La Spitfire offre encore une ligne attirante et le bonheur de rouler avec un sentiment de liberté absolue dès qu’il fait beau, mais elle ne suivrait pas les nouvelles athlètes sur une route de campagne. Elle continue maintenant à faire le bonheur des collectionneurs et reçoit immanquablement  un excellent accueil dans les manifestations d’anciennes. 315.000 Spitfire furent fabriquées. Près de la moitié (140.000) séduisirent des acheteurs américains. Une voiture de jeune plutôt mince, agile, en assez bonne forme pour ne pas souffrir d’une suspension inconfortable. Une auto joyeuse et vaillante en parfaite adéquation avec son époque.

Dans mon roman Vengeance glacée au coulis de sixties (cf lien en fin de note), un des personnages principaux, Christina, roule en Triumph Spitfire. L’action se déroule en 1966. La jeune femme, encore étudiante, conduit volontiers son roadster pieds nus, comme Françoise Sagan. Son frère Laurent et son cousin Philippe, encore collégiens, éprouvent une grande fierté quand elle les amène dans la Triumph. Une occasion inattendue lui permettra de s’intéresser à un pilote qui conduit des bolides beaucoup plus musclés sur les circuits les plus prestigieux dont celui du Mans…

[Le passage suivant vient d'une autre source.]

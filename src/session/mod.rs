//! The accumulation pass that ties sources, geometry, the mosaic and sinks together.

/// Output naming.
pub mod naming;
/// Frame loop and run statistics.
pub mod runner;
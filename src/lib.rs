//! slitlapse builds single-frame timelapse images.
//!
//! Every frame of an ordered sequence contributes one vertical strip; strips are concatenated
//! left to right so the output shows how a horizontal slice of the scene evolves over time.
//!
//! # Pipeline overview
//!
//! 1. **Source**: a [`FrameSource`] yields frames in ascending order plus a (possibly approximate)
//!    frame count ([`StillsSource`], [`VideoSource`], [`RemoteVideo`], [`InMemorySource`]).
//! 2. **Geometry**: [`compute_slice`] turns `(i, frame_count, frame_width, SliceConfig)` into a
//!    column range, or a skip under fixed-width decimation.
//! 3. **Accumulate**: [`Mosaic::append`] concatenates the strip onto the output.
//! 4. **Finish**: [`finish_mirror`] optionally appends the flipped mosaic.
//! 5. **Sink**: an [`OutputSink`] receives the mosaic and its [`output_name`].
//!
//! [`run`] drives all five steps.
//!
//! - **No unsafe**: `unsafe` is forbidden in this crate.
//! - **Deterministic**: identical frames and options give a byte-identical mosaic.
#![forbid(unsafe_code)]
#![deny(missing_docs)]

mod config;
mod foundation;
mod geometry;
mod mosaic;
mod session;
mod sink;
mod source;

pub use config::options::{MirrorMode, SliceConfig, SliceConfigBuilder};
pub use foundation::core::{FrameCount, FrameIndex, StripLayout};
pub use foundation::error::{SlitError, SlitResult};
pub use geometry::slice::{Baseline, SliceDecision, SliceSpec, baseline, compute_slice};
pub use mosaic::accumulator::Mosaic;
pub use mosaic::frame::Frame;
pub use mosaic::mirror::finish_mirror;
pub use session::naming::{NAME_PREFIX, output_name};
pub use session::runner::{RunStats, build_mosaic, run};
pub use sink::image_file::{ImageFileSink, ImageFileSinkOpts, ensure_parent_dir};
pub use sink::{InMemorySink, OutputSink};
pub use source::remote::{REMOTE_FORMAT, RemoteVideo};
pub use source::stills::{StillsSource, decode_still, frame_from_image, still_file_name};
pub use source::video::{VideoSource, VideoSourceInfo, probe_video};
pub use source::{FrameSource, InMemorySource, SourceOrigin, is_tool_on_path};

Triumph-Spitfire- 7 -2015 - Rennes - Photo-Thierry-Le-Bras

Triumph-Spitfire- 7 -2015 – Rennes – Photo-Thierry-Le-Bras

Bien que conçue pour le plaisir des yeux et les balades coude sur la portière plutôt que les circuits et rallyes, la Triumph Spitfire a tout de même montré qu’elle avait du cœur et servait loyalement ses pilotes.

Pilotes et Spitfire chassent le chrono

En 1963, Triumph décide de promouvoir la Spitfire au moyen d’’engagements en compétition. Neuf modèles sont construits en moins de six mois. Ils seront engagés en catégorie « prototypes » et non en GT afin de disposer d’une plus grande liberté de développement du moteur. La puissance est portée à 98 cv au moyen d’une culasse spécifique et de carburateurs Weber 45. La caisse est un aluminium. Un hard-top profilé en fibre de verre reprenant la forme d’un projet de version GT élaboré par Michelotti améliore la pénétration dans l’air. Un capot équipé de phares fuselés concourt au même objectif. Ce package permet de dépasser les 210 km/h dans les Hunaudières. Triumph Standard engage quatre voitures au Mans. Trois se qualifieront pour la course. Une seule, celle de David Hobbs et Rob Slotemaker, terminera, à une honorable 21ème place.

Jean-Jacques Thuner- Simo Lampinen - Triumph-Spitfire - 1965 - Le Mans- Copyright-inconnu

Jean-Jacques Thuner- Simo Lampinen – Triumph-Spitfire – 1965 – Le Mans- Copyright-inconnu

En 1965, Triumph revient dans la Sarthe avec 4 Spitfire. Elles ont reçu de nouvelles culasses en aluminium, développent 109 cv, et atteignent les 230 km/h dans les Hunaudières. Homologuées cette fois en GT, elles sont confiées à des équipages de qualité :

– la 52 à David Hobbs et Rob Slotemaker ;

– la 53 à Peter Bolton et William Bradley ;

– la 54 à Claude Dubois et Jean-François Piot ;

– la 60 à Jean-Jacques Thuner et Simo Lampinen.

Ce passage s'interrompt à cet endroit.